An orphan source is a self-contained radioactive source that is no longer under regulatory control.

The United States Nuclear Regulatory Commission defines an orphan source more exactly as:

...a sealed source of radioactive material contained in a small volume—but not radioactively contaminated soils and bulk metals—in any one or more of the following conditions

In an uncontrolled condition that requires removal to protect public health and safety from a radiological threat
Controlled or uncontrolled, but for which a responsible party cannot be readily identified
Controlled, but the material's continued security cannot be assured. If held by a licensee, the licensee has few or no options for, or is incapable of providing for, the safe disposition of the material
In the possession of a person, not licensed to possess the material, who did not seek to possess the material
In the possession of a State radiological protection program for the sole purpose of mitigating a radiological threat because the orphan source is in one of the conditions described in one of the first four bullets and for which the State does not have a means to provide for the material's appropriate disposition

Most known orphan sources were, generally, small radioactive sources produced legitimately under governmental regulation and put into service for radiography, generating electricity in radioisotope thermoelectric generators, medical radiotherapy or irradiation. These sources were then "abandoned, lost, misplaced or stolen" and so no longer subject to proper regulation.

Notable orphan source incidents

 1962 Mexico City radiation accident - Mexico City, Mexico - A boy found and took home an industrial radiography source; he and three relatives died.

 1963 - Sanlian, China  

 1982 - Baku, Azerbaijan  

 1983 - Ciudad Juárez cobalt-60 contamination incident, Chihuahua, Mexico

 1984 - Casablanca, Morocco - A source was lost during radiography and taken home by other people who initially failed to recognize the source.

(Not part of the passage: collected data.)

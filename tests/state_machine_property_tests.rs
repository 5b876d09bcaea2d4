//! Property-based tests for the contract state machine and status mapping
//!
//! The transition table is the single authority every status change passes
//! through, so these tests check its shape for all status pairs and check
//! that the remote status mapping never proposes something the table would
//! let a contract leave.
//!
//! What these tests DON'T cover:
//!
//! - Persistence and locking (see scenarios.rs)
//! - Callback authentication (see callback_property_tests.rs)

use esign_sync::reconcile::candidate_status;
use esign_sync::signal::RemoteSignal;
use esign_sync::status::{ContractStateMachine, ContractStatus};
use proptest::prelude::*;
use serde_json::json;

fn status_strategy() -> impl Strategy<Value = ContractStatus> {
    prop::sample::select(ContractStatus::ALL.to_vec())
}

/// Known and unknown remote flow codes
fn flow_code_strategy() -> impl Strategy<Value = i64> {
    prop_oneof![
        prop::sample::select(vec![1i64, 2, 3, 4, 5, 6, 7, 8, 9, 10, 21]),
        -5i64..100,
    ]
}

fn approver_strategy() -> impl Strategy<Value = serde_json::Value> {
    (
        prop::sample::select(vec!["PERSON", "ORGANIZATION", "ENTERPRISESERVER"]),
        0i64..7,
    )
        .prop_map(|(kind, status)| json!({"ApproveType": kind, "ApproveStatus": status}))
}

fn signal_strategy() -> impl Strategy<Value = RemoteSignal> {
    (
        flow_code_strategy(),
        prop::collection::vec(approver_strategy(), 0..4),
    )
        .prop_map(|(code, approvers)| {
            serde_json::from_value(json!({
                "FlowId": "flow-prop",
                "FlowStatus": code,
                "Approvers": approvers,
            }))
            .unwrap()
        })
}

proptest! {
    /// A status never lists itself as a next status
    #[test]
    fn no_self_transitions(status in status_strategy()) {
        prop_assert!(!ContractStateMachine::is_valid_transition(status, status));
    }

    /// Terminal statuses have no way out
    #[test]
    fn terminal_statuses_are_final(from in status_strategy(), to in status_strategy()) {
        if ContractStateMachine::is_terminal(from) {
            prop_assert!(!ContractStateMachine::is_valid_transition(from, to));
        }
    }

    /// is_valid_transition agrees with next_valid_statuses
    #[test]
    fn validity_matches_table(from in status_strategy(), to in status_strategy()) {
        let listed = ContractStateMachine::next_valid_statuses(from).contains(&to);
        prop_assert_eq!(ContractStateMachine::is_valid_transition(from, to), listed);
    }

    /// The enum's own notion of terminal matches the table
    #[test]
    fn terminal_flags_agree(status in status_strategy()) {
        prop_assert_eq!(status.is_terminal(), ContractStateMachine::is_terminal(status));
    }

    /// Nothing ever moves back to DRAFT
    #[test]
    fn draft_is_never_a_target(from in status_strategy()) {
        prop_assert!(!ContractStateMachine::is_valid_transition(from, ContractStatus::Draft));
    }

    /// The mapping never proposes DRAFT or PENDING_PARTY_B; those are set locally
    #[test]
    fn remote_signals_never_propose_local_statuses(signal in signal_strategy()) {
        let candidate = candidate_status(&signal);
        prop_assert_ne!(candidate, Some(ContractStatus::Draft));
        prop_assert_ne!(candidate, Some(ContractStatus::PendingPartyB));
    }

    /// Expiry is only corrected to completion when every approver signed
    #[test]
    fn expiry_correction_requires_all_signed(signal in signal_strategy()) {
        if signal.flow_status == 5 {
            let expected = if signal.all_approvers_signed() {
                ContractStatus::Completed
            } else {
                ContractStatus::Expired
            };
            prop_assert_eq!(candidate_status(&signal), Some(expected));
        }
    }
}

#[test]
fn pending_party_b_can_complete_directly() {
    assert!(ContractStateMachine::is_valid_transition(
        ContractStatus::PendingPartyB,
        ContractStatus::Completed
    ));
    assert!(!ContractStateMachine::is_valid_transition(
        ContractStatus::PendingPartyA,
        ContractStatus::Expired
    ));
}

 1987 Goiânia accident - Goiás, Brazil - A caesium-137 based teletherapy unit left behind at Goiânia’s Instituto Goiano de Radioterapia. This event was rated as a 5 on the INES scale, making it one of the worst nuclear accidents to have occurred to date.

 1996 - Jilin, Xinzhou, China

 1996 - Gilan, Iran - A source was temporarily lost during radiography at a power plant and found by an unsuspecting worker who put the source in his chest pocket for about 90 minutes. One person was severely injured.

 1997 - Tbilisi, Georgia -  The Lilo Training Center had multiple sources dating back to Soviet-era military activity; 11 were injured.

 1999 - Kingisepp, Leningrad Oblast, Russia - Stolen from an RTG in a Russian lighthouse and then recovered 50 kilometres away at a bus station 

 1999 - Istanbul, Turkey -  A source was sold to a junkyard for its lead container in the district of İkitelli. 

 2000 - Samut Prakan radiation accident - Samut Prakan, Thailand - A defunct cobalt therapy machine was sold to a metal junkyard in Samut Prakan, leading to three deaths. 

 2000 - Meet-Halfa, Qalyubia Governorate, Egypt

 2001 - Lia radiological accident: Three woodcutters in northern Georgia found two Soviet-era RTG elements near the Inguri River containing strontium-90 and became sick from the high levels of radiation. As many as 300 orphan sources had been discovered in the country by 2006, when a team from the IAEA and Georgian government found two containing caesium-137 in the Racha region. One of the sources had been kept in a home, and another in an abandoned factory used as storage by farmers. 

 2008 - Karachi, Pakistan - An orphan source was discovered within the vicinity of the Oil & Gas Development Company Limited (OGDCL). Two containers were found buried which were suspected to be left over from Soviet oil drilling operations before the OGDCL took over in late 1960s.

 2010 Mayapuri radiological accident - Mayapuri, India. - An orphan source caused the death of one worker and irradiated seven others in a scrap yard. This event was rated as a 4 on the INES Scale.

 2011 - Prague, Czech Republic - A brachytherapy source was found buried in a Prague playground, radiating 500 µSv/h from one metre away.

 2013 - Hueypoxtla, Edomex, Mexico - A defunct cobalt therapy machine en route to proper disposal was stolen, apparently inadvertently, when the heavy truck transporting it was hijacked.
 2023 - Huston, Texas, United States of America - A radiographic camera containing radioactive material went missing from a work truck belonging to the Statewide Maintenance Company.